In my ongoing quest to find tasty, kid-friendly meals for you that are appropriate for the whole family, this week I chose a recipe that combines two Thanksgiving favorites — pumpkin pie and pecan pie from Kelsey Nixon, celebrity chef and TV host of "Kelsey's Essentials" on the Cooking Channel. Nixon is working with Hershey's Moderation Nation, a program all about finding balance in everything from eating to activity and enjoying happiness in well-being, to share her recipes, tips and tricks for balanced eating during the holidays.

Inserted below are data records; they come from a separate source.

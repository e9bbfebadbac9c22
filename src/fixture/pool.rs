//! Ordered, keyed collection of the fixtures created during one test.
//!
//! The pool is the only tracking mechanism: an entity never added to a pool is not
//! rolled back automatically.

use std::{collections::HashMap, fmt};

use tracing::{debug, info};

use crate::{
    error::FixtureError,
    fixture::{
        handle::Fixture,
        repository::{FixtureEntity, Repository},
        rollback,
    },
};

/// Key under which a fixture is stored in a pool.
#[derive(Clone, Debug, PartialEq, Eq, Hash)]
pub enum PoolKey {
    /// Key chosen by the test.
    Named(String),
    /// Sequential key assigned by `FixturePool::add`, or an explicit numeric key.
    Index(u64),
}

impl From<&str> for PoolKey {
    fn from(key: &str) -> Self {
        PoolKey::Named(key.to_string())
    }
}

impl From<String> for PoolKey {
    fn from(key: String) -> Self {
        PoolKey::Named(key)
    }
}

impl From<u64> for PoolKey {
    fn from(index: u64) -> Self {
        PoolKey::Index(index)
    }
}

impl fmt::Display for PoolKey {
    fn fmt(&self, f: &mut fmt::Formatter<'_>) -> fmt::Result {
        match self {
            PoolKey::Named(key) => write!(f, "'{}'", key),
            PoolKey::Index(index) => write!(f, "#{}", index),
        }
    }
}

/// Fixtures of one entity kind, in insertion order, with bulk rollback.
///
/// # Example
///
/// ```rust,ignore
/// let mut categories = FixturePool::new(platform.categories());
///
/// categories.add_with_key(parent, "parent");
/// categories.add(child);
///
/// let child = categories.last()?;
/// let parent = categories.get("parent")?;
///
/// categories.rollback().await?;
/// ```
pub struct FixturePool<R: Repository> {
    repository: R,
    /// Every fixture ever added since the last rollback, in insertion order.
    fixtures: Vec<Fixture<R::Entity>>,
    /// Position in `fixtures` of the fixture currently stored under each key.
    keys: HashMap<PoolKey, usize>,
    /// Next sequential key; only advanced by `add`.
    next_index: u64,
}

impl<R: Repository> FixturePool<R> {
    /// Creates an empty pool deleting through `repository`.
    pub fn new(repository: R) -> Self {
        Self {
            repository,
            fixtures: Vec::new(),
            keys: HashMap::new(),
            next_index: 0,
        }
    }

    pub fn repository(&self) -> &R {
        &self.repository
    }

    /// Wraps `entity` in a fixture stored under the next sequential key.
    ///
    /// Sequential keys count up from `0` per pool and skip numbers already taken by
    /// explicit numeric keys.
    ///
    /// # Returns
    /// - `PoolKey` - The key the fixture was stored under
    pub fn add(&mut self, entity: R::Entity) -> PoolKey {
        while self.keys.contains_key(&PoolKey::Index(self.next_index)) {
            self.next_index += 1;
        }
        let key = PoolKey::Index(self.next_index);
        self.next_index += 1;

        self.insert(entity, key.clone());
        key
    }

    /// Wraps `entity` in a fixture stored under `key`.
    ///
    /// When `key` is already in use it is re-pointed at the new fixture. The displaced
    /// fixture is no longer reachable through `get` but is still rolled back.
    ///
    /// # Returns
    /// - `PoolKey` - The key the fixture was stored under
    pub fn add_with_key(&mut self, entity: R::Entity, key: impl Into<PoolKey>) -> PoolKey {
        let key = key.into();
        self.insert(entity, key.clone());
        key
    }

    fn insert(&mut self, entity: R::Entity, key: PoolKey) {
        let fixture = Fixture::new(entity);
        debug!(
            "Added {} {} to pool under {}",
            <R::Entity as FixtureEntity>::KIND,
            fixture.id(),
            key
        );

        self.fixtures.push(fixture);
        if self.keys.insert(key.clone(), self.fixtures.len() - 1).is_some() {
            debug!("Pool key {} now refers to a newer fixture", key);
        }
    }

    /// Returns the fixture stored under `key`.
    ///
    /// # Returns
    /// - `Ok(&Fixture)` - The fixture currently stored under `key`
    /// - `Err(FixtureError::PoolLookup)` - No fixture is stored under `key`
    pub fn get(&self, key: impl Into<PoolKey>) -> Result<&Fixture<R::Entity>, FixtureError> {
        let key = key.into();
        self.keys
            .get(&key)
            .and_then(|&position| self.fixtures.get(position))
            .ok_or_else(|| FixtureError::PoolLookup {
                key: key.to_string(),
            })
    }

    /// Returns the most recently added fixture, whatever key it was stored under.
    ///
    /// # Returns
    /// - `Ok(&Fixture)` - The last fixture added
    /// - `Err(FixtureError::PoolLookup)` - The pool is empty
    pub fn last(&self) -> Result<&Fixture<R::Entity>, FixtureError> {
        self.fixtures.last().ok_or_else(|| FixtureError::PoolLookup {
            key: "last".to_string(),
        })
    }

    /// Fixtures in insertion order, including displaced ones.
    pub fn iter(&self) -> impl Iterator<Item = &Fixture<R::Entity>> {
        self.fixtures.iter()
    }

    pub fn len(&self) -> usize {
        self.fixtures.len()
    }

    pub fn is_empty(&self) -> bool {
        self.fixtures.is_empty()
    }

    /// Deletes every fixture's entity in insertion order and empties the pool.
    ///
    /// The pool is cleared before the first deletion, so whether or not a deletion
    /// fails, a second call never re-attempts fixtures of the first.
    ///
    /// # Returns
    /// - `Ok(())` - Every entity is gone (or there was nothing to roll back)
    /// - `Err(FixtureError)` - A deletion failed; remaining fixtures were not deleted
    pub async fn rollback(&mut self) -> Result<(), FixtureError> {
        let fixtures = std::mem::take(&mut self.fixtures);
        self.keys.clear();
        self.next_index = 0;

        if fixtures.is_empty() {
            return Ok(());
        }

        info!(
            "Rolling back {} {} fixture(s)",
            fixtures.len(),
            <R::Entity as FixtureEntity>::KIND
        );
        rollback::execute(&self.repository, &fixtures).await
    }
}
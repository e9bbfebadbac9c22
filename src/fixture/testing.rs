//! In-memory repository used by the fixture core's unit tests.

use std::{
    cell::{Cell, RefCell},
    collections::BTreeMap,
};

use crate::{
    error::PlatformError,
    fixture::repository::{FixtureEntity, Repository},
    platform::secure_area::SecureArea,
};

#[derive(Clone, Debug, PartialEq, Eq)]
pub struct Widget {
    pub id: i32,
    pub code: String,
}

impl FixtureEntity for Widget {
    type Id = i32;

    const KIND: &'static str = "widget";

    fn id(&self) -> i32 {
        self.id
    }

    fn natural_key(&self) -> String {
        self.code.clone()
    }
}

#[derive(Debug, Default)]
pub struct WidgetDraft {
    pub code: String,
}

/// Repository keeping widgets in a map, with hooks to inject failures.
#[derive(Default)]
pub struct MemoryRepository {
    rows: RefCell<BTreeMap<i32, Widget>>,
    next_id: Cell<i32>,
    deleted: RefCell<Vec<i32>>,
    failing_delete: Cell<Option<i32>>,
    save_error: RefCell<Option<PlatformError>>,
    secure_area: Option<SecureArea>,
    secure_area_seen: RefCell<Vec<bool>>,
}

impl MemoryRepository {
    pub fn new() -> Self {
        Self::default()
    }

    /// A repository whose deletions require the secure area, like store views.
    pub fn secured() -> Self {
        Self {
            secure_area: Some(SecureArea::new()),
            ..Self::default()
        }
    }

    pub fn insert(&self, code: &str) -> Widget {
        let id = self.next_id.get() + 1;
        self.next_id.set(id);
        let widget = Widget {
            id,
            code: code.to_string(),
        };
        self.rows.borrow_mut().insert(id, widget.clone());
        widget
    }

    /// Removes a row without recording it as a deletion.
    pub fn remove(&self, id: i32) {
        self.rows.borrow_mut().remove(&id);
    }

    pub fn contains(&self, id: i32) -> bool {
        self.rows.borrow().contains_key(&id)
    }

    pub fn is_empty(&self) -> bool {
        self.rows.borrow().is_empty()
    }

    pub fn deleted(&self) -> Vec<i32> {
        self.deleted.borrow().clone()
    }

    pub fn fail_delete_of(&self, id: i32) {
        self.failing_delete.set(Some(id));
    }

    pub fn fail_next_save(&self, err: PlatformError) {
        *self.save_error.borrow_mut() = Some(err);
    }

    /// Secure area state observed at each delete call.
    pub fn secure_area_seen(&self) -> Vec<bool> {
        self.secure_area_seen.borrow().clone()
    }

    pub fn secure_area_registered(&self) -> bool {
        self.secure_area
            .as_ref()
            .is_some_and(|area| area.is_registered())
    }
}

impl Repository for MemoryRepository {
    type Entity = Widget;
    type Draft = WidgetDraft;

    fn create(&self) -> WidgetDraft {
        WidgetDraft::default()
    }

    async fn save(&self, draft: WidgetDraft) -> Result<Widget, PlatformError> {
        if let Some(err) = self.save_error.borrow_mut().take() {
            return Err(err);
        }
        Ok(self.insert(&draft.code))
    }

    async fn get_by_id(&self, id: i32) -> Result<Widget, PlatformError> {
        self.rows
            .borrow()
            .get(&id)
            .cloned()
            .ok_or(PlatformError::NoSuchEntity {
                kind: Widget::KIND,
                id: id.to_string(),
            })
    }

    async fn delete(&self, entity: &Widget) -> Result<(), PlatformError> {
        if let Some(area) = &self.secure_area {
            self.secure_area_seen.borrow_mut().push(area.is_registered());
        }
        if self.failing_delete.get() == Some(entity.id) {
            return Err(PlatformError::Database(sea_orm::DbErr::Custom(
                "delete refused".to_string(),
            )));
        }
        match self.rows.borrow_mut().remove(&entity.id) {
            Some(_) => {
                self.deleted.borrow_mut().push(entity.id);
                Ok(())
            }
            None => Err(PlatformError::NoSuchEntity {
                kind: Widget::KIND,
                id: entity.id.to_string(),
            }),
        }
    }

    fn secure_area(&self) -> Option<&SecureArea> {
        self.secure_area.as_ref()
    }
}
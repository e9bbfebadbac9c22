use super::*;
use crate::platform::model::page::PageDraft;

fn draft(identifier: &str, store_ids: Vec<i32>) -> PageDraft {
    PageDraft {
        identifier: identifier.to_string(),
        title: "About Us".to_string(),
        content_heading: "Heading - About Us".to_string(),
        content: "Content - About Us".to_string(),
        is_active: true,
        store_ids,
    }
}

/// Tests that store assignments are stored sorted and without duplicates.
///
/// Expected: Ok with store ids `[0, 1]`
#[tokio::test]
async fn saves_page_with_store_assignments() -> Result<(), PlatformError> {
    let platform = storefront_platform().await;
    let repo = platform.pages();

    let saved = repo.save(draft("about-us", vec![1, 0, 1])).await?;
    let found = repo.get_by_identifier("about-us").await?;

    assert_eq!(saved.store_ids, vec![0, 1]);
    assert_eq!(found, saved);

    Ok(())
}

/// Tests that an assignment to an unknown store view rolls the whole save back.
///
/// Expected: Err and no page row left behind
#[tokio::test]
async fn failed_assignment_leaves_no_page() -> Result<(), PlatformError> {
    let platform = storefront_platform().await;
    let repo = platform.pages();

    let result = repo.save(draft("orphan", vec![0, 999])).await;

    assert!(result.is_err());
    let pages = entity::prelude::CmsPage::find().count(platform.db()).await?;
    assert_eq!(pages, 0);

    Ok(())
}

/// Tests loading a page that does not exist.
///
/// Expected: Err(NoSuchEntity)
#[tokio::test]
async fn unknown_page_is_not_found() {
    let platform = storefront_platform().await;

    let result = platform.pages().get_by_id(404).await;

    assert!(matches!(
        result,
        Err(PlatformError::NoSuchEntity { kind: "page", ref id }) if id == "404"
    ));
}

/// Tests deleting a page removes its store assignments.
///
/// Expected: Ok, then not found on reload and no assignment rows
#[tokio::test]
async fn deletes_page_and_assignments() -> Result<(), PlatformError> {
    let platform = storefront_platform().await;
    let repo = platform.pages();
    let saved = repo.save(draft("temporary", vec![0])).await?;

    repo.delete(&saved).await?;

    assert!(repo.get_by_id(saved.model.id).await.unwrap_err().is_not_found());
    let assignments = entity::prelude::CmsPageStore::find()
        .count(platform.db())
        .await?;
    assert_eq!(assignments, 0);

    Ok(())
}
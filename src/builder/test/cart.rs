use super::*;
use crate::builder::create_cart;

/// Tests the defaults of an empty cart.
///
/// Expected: random 32-character masked id in store 1, no items
#[tokio::test]
async fn empty_cart_defaults() -> Result<(), FixtureError> {
    let platform = storefront_platform().await;

    let first = create_cart(&platform).await?;
    let second = create_cart(&platform).await?;

    assert_eq!(first.model.masked_id.len(), 32);
    assert_ne!(first.model.masked_id, second.model.masked_id);
    assert_eq!(first.model.store_id, 1);
    assert!(first.model.is_active);
    assert_eq!(first.model.items_count, 0);
    assert!(first.items.is_empty());

    Ok(())
}

/// Tests that item totals are derived from the items.
///
/// Expected: count 2 and quantity 3
#[tokio::test]
async fn totals_follow_items() -> Result<(), FixtureError> {
    let platform = storefront_platform().await;
    let with_one = CartBuilder::new(platform.carts())
        .with_customer_email("customer@example.com")
        .with_item("simple-1", 1.0);
    let with_two = with_one.with_item("simple-2", 2.0);

    let cart = with_two.build().await?;
    let single = with_one.build().await?;

    assert_eq!(cart.model.items_count, 2);
    assert_eq!(cart.model.items_qty, 3.0);
    assert_eq!(cart.items.len(), 2);
    assert_eq!(single.model.items_count, 1);
    assert_eq!(
        cart.model.customer_email.as_deref(),
        Some("customer@example.com")
    );

    Ok(())
}

/// Tests a cart in an unknown store view.
///
/// Expected: the database error propagates unchanged as a platform error
#[tokio::test]
async fn unknown_store_propagates_database_error() {
    let platform = storefront_platform().await;

    let result = CartBuilder::new(platform.carts())
        .with_store_id(999)
        .build()
        .await;

    assert!(matches!(
        result,
        Err(FixtureError::Platform(PlatformError::Database(_)))
    ));
}
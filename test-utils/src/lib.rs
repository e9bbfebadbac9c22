//! Storefront Fixtures Test Utils
//!
//! Provides the in-memory database environment used by the fixture crate's own
//! integration tests. A test describes which storefront tables it needs through
//! `TestBuilder`, and receives a `TestContext` holding a ready SQLite connection.
//!
//! # Overview
//!
//! The test utilities consist of three main components:
//! - **TestBuilder**: Fluent builder for configuring test environments
//! - **TestContext**: Test environment containing database connection and setup
//! - **TestError**: Error types that can occur during test setup
//!
//! # Usage
//!
//! ```rust,ignore
//! use test_utils::builder::TestBuilder;
//!
//! #[tokio::test]
//! async fn builds_page() -> Result<(), TestError> {
//!     let test = TestBuilder::new()
//!         .with_page_tables()
//!         .build()
//!         .await?;
//!
//!     let db = test.db.as_ref().unwrap();
//!     // Perform database operations...
//!
//!     Ok(())
//! }
//! ```

pub mod builder;
pub mod context;
pub mod error;
use std::{fmt, str::FromStr};

use crate::error::ConfigError;

const INDEX_MODE_VAR: &str = "FIXTURE_INDEX_MODE";

/// How the platform runs index updates dispatched by a save.
#[derive(Clone, Copy, Debug, Default, PartialEq, Eq)]
pub enum IndexMode {
    /// Index updates run immediately as part of the save. They refuse to run while the
    /// caller holds an enclosing database transaction.
    ///
    /// Parsed from `update_on_save` or `realtime`.
    #[default]
    UpdateOnSave,
    /// Index updates are queued and processed later, so they never fail a save.
    ///
    /// Parsed from `scheduled` or `schedule`.
    Scheduled,
}

impl FromStr for IndexMode {
    type Err = ConfigError;

    fn from_str(value: &str) -> Result<Self, Self::Err> {
        match value.trim().to_ascii_lowercase().as_str() {
            "update_on_save" | "realtime" => Ok(IndexMode::UpdateOnSave),
            "scheduled" | "schedule" => Ok(IndexMode::Scheduled),
            _ => Err(ConfigError::InvalidValue {
                var: INDEX_MODE_VAR.to_string(),
                value: value.to_string(),
            }),
        }
    }
}

impl fmt::Display for IndexMode {
    fn fmt(&self, f: &mut fmt::Formatter<'_>) -> fmt::Result {
        match self {
            IndexMode::UpdateOnSave => write!(f, "update_on_save"),
            IndexMode::Scheduled => write!(f, "scheduled"),
        }
    }
}

/// Platform configuration.
#[derive(Clone, Debug, Default, PartialEq, Eq)]
pub struct Config {
    pub index_mode: IndexMode,
}

impl Config {
    /// Reads the configuration from the environment.
    ///
    /// Unset variables fall back to their defaults. Call `dotenvy::dotenv()` first to
    /// pick up a `.env` file.
    ///
    /// # Returns
    /// - `Ok(Config)` - Configuration with every variable parsed
    /// - `Err(ConfigError::InvalidValue)` - A variable is set to an unknown value
    pub fn from_env() -> Result<Self, ConfigError> {
        let index_mode = match std::env::var(INDEX_MODE_VAR) {
            Ok(value) => value.parse()?,
            Err(_) => IndexMode::default(),
        };

        Ok(Self { index_mode })
    }
}
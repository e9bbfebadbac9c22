use crate::{
    error::FixtureError,
    fixture::{
        repository::{FixtureEntity, Repository},
        rollback,
    },
};

/// Read-only handle to one entity created for a test.
///
/// The identifier and natural key are captured when the handle is created. The
/// fixture does not assume exclusive ownership of the stored row; it only knows how to
/// delete it.
#[derive(Clone, Debug)]
pub struct Fixture<E: FixtureEntity> {
    entity: E,
    id: E::Id,
    natural_key: String,
}

impl<E: FixtureEntity> Fixture<E> {
    /// Wraps a persisted entity.
    pub fn new(entity: E) -> Self {
        let id = entity.id();
        let natural_key = entity.natural_key();
        Self {
            entity,
            id,
            natural_key,
        }
    }

    /// The wrapped entity as it was when the fixture was created.
    pub fn entity(&self) -> &E {
        &self.entity
    }

    pub fn id(&self) -> E::Id {
        self.id.clone()
    }

    /// Slug, code or other human-readable key of the entity.
    pub fn natural_key(&self) -> &str {
        &self.natural_key
    }

    pub fn into_entity(self) -> E {
        self.entity
    }

    /// Deletes the wrapped entity.
    ///
    /// Same tolerance as pool rollback: an entity that is already gone is not an error.
    ///
    /// # Arguments
    /// - `repository` - Repository of the entity's kind
    ///
    /// # Returns
    /// - `Ok(())` - The entity no longer exists
    /// - `Err(FixtureError)` - Deletion failed for any other reason
    pub async fn rollback<R>(&self, repository: &R) -> Result<(), FixtureError>
    where
        R: Repository<Entity = E>,
    {
        rollback::execute(repository, std::slice::from_ref(self)).await
    }
}

#[cfg(test)]
mod tests {
    use super::*;
    use crate::fixture::testing::MemoryRepository;

    #[tokio::test]
    async fn rollback_deletes_entity_and_tolerates_repeat() -> Result<(), FixtureError> {
        let repository = MemoryRepository::new();
        let fixture = Fixture::new(repository.insert("tdd-widget"));

        assert_eq!(fixture.natural_key(), "tdd-widget");

        fixture.rollback(&repository).await?;
        fixture.rollback(&repository).await?;

        let err = FixtureError::from(repository.get_by_id(fixture.id()).await.unwrap_err());
        assert!(err.is_not_found());
        assert_eq!(repository.deleted(), vec![fixture.id()]);

        Ok(())
    }

    #[test]
    fn into_entity_returns_wrapped_entity() {
        let repository = MemoryRepository::new();
        let widget = repository.insert("kept");
        let fixture = Fixture::new(widget.clone());

        assert_eq!(fixture.id(), widget.id);
        assert_eq!(fixture.into_entity(), widget);
    }

    #[test]
    fn only_platform_not_found_is_not_found() {
        let lookup = FixtureError::PoolLookup {
            key: "last".to_string(),
        };

        assert!(!lookup.is_not_found());
    }
}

Pumpkin Pecan Pie in a Jar
(Makes 10 servings)
— 10 (1/2 pint) oven-safe glass jars (Mason jars ensure that everyone has the perfect portion)
Pie Filling Ingredients
— 3 large eggs, divided
— 1 (15 oz.) can pumpkin, (about 1-3/4 cups)
— 2/3 cup sugar, divided
— 1 tablespoon pumpkin pie spice
— 1 teaspoon salt
— 1/4 cup light corn syrup
— 1/2 teaspoon vanilla
-3/4 cup pecans, chopped
— 1/3 cup chocolate shavings (from a Hershey's Milk Chocolate Bar — about 1 teaspoon per serving)
1. Pre-heat oven to 350° F.
2. Make pie filling: In a mixing bowl combine 2 eggs, pumpkin, 1/3 cup sugar, pumpkin pie spice, and salt. Divide filling (about 1/4 cup each) evenly among the 10 jars, leaving about an inch at the top of each jar.
3. In a separate mixing bowl, beat the 1 remaining egg, add the remaining 1/3 cup sugar, corn syrup, and vanilla. Once blended, stir in pecans. Evenly spoon mixture over the pie filling (about 1-1/2 tablespoons each).
4. Place prepared pies on a sheet tray and bake for 35-40 minutes or until filling is set. Cool pies on a wire rack. Before serving, garnish each pie with chocolate shavings.
5. *Alternatively, before baking, seal each jar with metal lid and place in the freezer for up to 3 weeks.